Making Sacred, gods, reality and finding a place to stand
There was Red’s inspirational blog here – http://theanimistscraft.wordpress.com/2012/06/16/to-make-sacred/ and some fine comments on this blog too – Tony talking about sacrifice as making sacred, Jenny talking about that in terms of transformation. I’ve been aware over the last few days of a need to go deeper, asking questions of myself and trying to figure out how my thoughts fit. Cat commented that she sees my blog as a much sacrifice as her own. I don’t.
I can say with all honesty that I think about what I do, and I put a fair amount of effort in trying to do the right things for the right reasons. I have a sense of the sacred, closely tied to my sense of the numinous. It’s all about the poetry, the flow of awen, accidental art, and about the best of what we are and can be. I could spend a lot longer trying to pin that down, but hopefully it will suffice for today. That sense of sacredness has the potential to permeate all things. Spirit, and wonder, can be anywhere.
Now, my world view has plenty of room for gods in it. I’m comfortable with the idea of there being deity. I just don’t experience deity at the moment. There was no sense of the divine in the periods when I was brought to my knees in pain and fear. I have been through plenty of dark nights, but it’s always been people who have brought me through, not gods. I look for my sense of the divine in the world around me, and the people around me. So I do all manner of things in the context of relationship. The idea of offering up something to the gods, is beyond me.
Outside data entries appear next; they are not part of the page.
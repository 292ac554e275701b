use super::helpers::stop_coordinates;
use super::Engine;

use async_trait::async_trait;

use crate::{api::RouteAPI, entities::Coordinates, error::Error};

#[async_trait]
impl RouteAPI for Engine {
    #[tracing::instrument(skip(self))]
    async fn assemble_route(&self, stops: Vec<Vec<f64>>) -> Result<Vec<Coordinates>, Error> {
        // validate everything before the first request goes out
        let stops = stops
            .iter()
            .map(|raw| stop_coordinates(raw))
            .collect::<Result<Vec<_>, _>>()?;

        self.route_between(&stops).await
    }
}

impl Engine {
    /// Concatenates the driving path between each consecutive pair of stops.
    ///
    /// Segments are fetched one after another; the first failure aborts the
    /// whole route. Shared boundary points are kept as returned.
    #[tracing::instrument(skip(self))]
    pub async fn route_between(&self, stops: &[Coordinates]) -> Result<Vec<Coordinates>, Error> {
        let mut route = Vec::new();

        for (i, pair) in stops.windows(2).enumerate() {
            let segment = self.routing.find_segment(pair[0], pair[1]).await?;

            tracing::debug!("segment {} has {} points", i, segment.len());

            route.extend(segment);
        }

        tracing::info!("assembled route with {} points", route.len());

        Ok(route)
    }
}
I’d have to believe they might care what I do, and I don’t think they do. That leaves plenty of room for other people to have entirely meaningful relationships with deities where that offering up has resonance, but I do not have that in my own life.
I’m deeply wary of dualist thinking – sacred and profane, mundane and magical, all those ways of cutting the experience of life into tidy pieces. How can I make something sacred? How can I make it not sacred? The only space for difference that I see lies not in the object, or the moment, but in my own understanding of it.
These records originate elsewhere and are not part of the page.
use chrono::{DateTime, Utc};
use serde::{Deserialize, Serialize};

use crate::entities::Stop;

#[derive(Clone, Debug, Serialize, Deserialize)]
pub struct Transfer {
    pub bus: String,
    pub pickup: Stop,
    pub dropoff: Stop,
    pub requested_at: DateTime<Utc>,
}

impl Transfer {
    pub fn new(bus: String, pickup: Stop, dropoff: Stop) -> Self {
        Self {
            bus,
            pickup,
            dropoff,
            requested_at: Utc::now(),
        }
    }
}

#[derive(Clone, Debug, Serialize, Deserialize)]
pub struct Arrival {
    pub bus: String,
    pub distance_km: f64,
    pub minutes: u32,
}

impl Arrival {
    pub fn estimate(bus: String, distance_km: f64, speed_kmh: f64) -> Self {
        let minutes = (distance_km / speed_kmh * 60.0).ceil() as u32;

        Self {
            bus,
            distance_km,
            minutes,
        }
    }
}

#[test]
fn arrival_minutes_round_up() {
    let arrival = Arrival::estimate("S1".into(), 10.1, 30.0);
    assert_eq!(arrival.minutes, 21);

    let arrival = Arrival::estimate("S1".into(), 0.0, 30.0);
    assert_eq!(arrival.minutes, 0);
}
Since starting out with Druidry, I moved rapidly towards wanting my sense of spirit, of wonder, my ideals, aspirations and ways of seeing the world, to be part of every aspect of my life. I take it with me into checkout queues, public toilets, courtrooms. In the most banal situations, I’ll find the flower pushing through the cracks, the dash of humanity, the unintended poetry. I’ll find something with heart and resonance, because I refuse not to. But I can’t make anything sacred, I can just choose to experience it as sacred.
I think so much of how we practice, especially round ideas of prayer, service, sacrifice, communion, depend on what kind of relationships we have with the divine. If any. A person who experiences deity is in a very different place from one who does not. I don’t know if it’s possible to tease out ideas and ways of being that embrace both the deist and the atheist, that have room for those who love gods, and those who suspect gods might exist but who don’t have relationships, and those who suspect that all the gods are bastards. (I have days…) Who do we offer to? Who do we pray to? And why? These are such huge questions, and I am nothing like close to having answers for me, much less anything to offer anyone else. I will keep questioning and see what comes.